(UPDATE April 2, 2020): Following Bullard Law’s alert on this topic, BOLI published a Frequently Asked Questions webpage on this emergency rule, available here. This page includes a link to an electronic interface for submitting the required notice under the rule, as well as an updated consent form for employees that conforms to the new rules.
The FAQ provides several clarifications for employers. It confirms that manufacturers that are part of the supply chain for food or medical equipment and have seen increased demand during the pandemic fall under the new rule; any manufacturer that has seen a recent increase in demand that reflects a change in customer needs attributable to the pandemic may qualify. The FAQ also clarifies that manufacturing employers that currently allow work between 55 and 60 hours per week do not need to modify their practices, unless they take advantage of the new rule to allow work in excess of 60 hours per week.
On March 27, 2020, the Oregon Bureau of Labor and Industries issued a temporary administrative rule, effective immediately, relating to maximum working hours in manufacturing establishments. The rule confirms that the coronavirus pandemic is an “emergency where life and property are in imminent danger” and relaxes rules governing daily and weekly overtime to employees of manufacturing employers whose products “reasonably result in the preservation of life and property.” The rule is intended to keep manufacturing moving and ensure availability of essential goods throughout the coronavirus pandemic while maintaining worker protections. Beginning March 27, 2020, and continuing through September 22, 2020, covered manufacturing employees now may consent to work up to 13 hours per day and 91 hours per week.
Employers who take advantage of the new rule must meet certain requirements, including filing appropriate paperwork with BOLI. The new rule does not offer guidance on what products “reasonably result in the preservation of life and property.” Rather, a manufacturer must articulate in its filing with BOLI why it believes it qualifies for the exception. Manufacturers that intersect or are part of the supply chains for food and/or medical equipment and have seen increased demand during the pandemic almost certainly will qualify.
Until Friday, Oregon law prohibited manufacturing employers from requiring or permitting an employee to work over 10 hours per day or over 55 hours in one workweek. The exception to this restriction was that an employee could provide written consent to work for up to 60 hours in a workweek. Employers utilizing this exception were required to maintain on file the written consent for inspection by BOLI. Such an employer may now have new obligations, regardless of whether it takes advantage of the new rule or is continuing to follow the rule that was in place.

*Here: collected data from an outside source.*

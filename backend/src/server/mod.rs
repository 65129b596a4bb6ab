//! HTTP surface of the search service.

pub mod error;
pub mod routes;

use std::sync::Arc;

use axum::{Router, routing::get};

use crate::db_utils::manticore_utils::SearchBackend;

pub fn router(backend: SearchBackend) -> Router {
    Router::new()
        .route("/api/health", get(routes::health))
        .route("/api/forms/{form}", get(routes::form_fields))
        .route("/api/search/{form}", get(routes::search_results))
        .route("/api/search/{form}/count", get(routes::search_hit_count))
        .route("/api/search/{form}/facets/{field}", get(routes::search_facets))
        .with_state(Arc::new(backend))
}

The new rule imposes an affirmative obligation for employers to provide notice to BOLI within 7 calendar days that it has permitted employees to work more than 55 hours in one workweek. BOLI has provided a form for providing notice to BOLI
. In making such notice employers must describe the reasons that the employer is taking advantage of this emergency exemption, the expected dates of the exception period, and attach its social distancing protocols as required by the Governor’s Executive Order 20-12
. BOLI’s form also requires employers to affirm: that employees who will work excess overtime have consented, that the employer understands the new limits, and that they will continue to pay employees overtime wages for hours worked in excess of 40 in one week.
The new rule authorizes and creates a process for employees to consent in writing to work for up to 13 hours per day and 91 hours per week. BOLI has provided a form for obtaining this consent
. Employees can revoke their consent at any time, and employers are expressly prohibited from coercing employee consent. The new rule does not alter meal and rest break requirements. Thus, employers who take advantage of this new rule must provide additional meal and rest breaks that are required during some of the employees’ longer shifts.
The BOLI commissioner may impose a civil penalty of up to $1,000 on any employer that fails to comply with the new rule, in addition to any other penalties provided by law. Two aspects of the new rule present compliance challenges.
First, BOLI’s two new notice and consent forms do not precisely align with the new rule, creating risk of non-compliance even if employers use the provided forms. Employers can navigate this discrepancy by providing to employees who sign consent forms a complete copy of the materials that the employer submits to BOLI. Such materials should not include any list of employees that have signed consent forms: the rule does not require employers to submit such a list to BOLI and doing so or otherwise distributing such a list could be construed as employer-created pressure on employees to sign consent forms.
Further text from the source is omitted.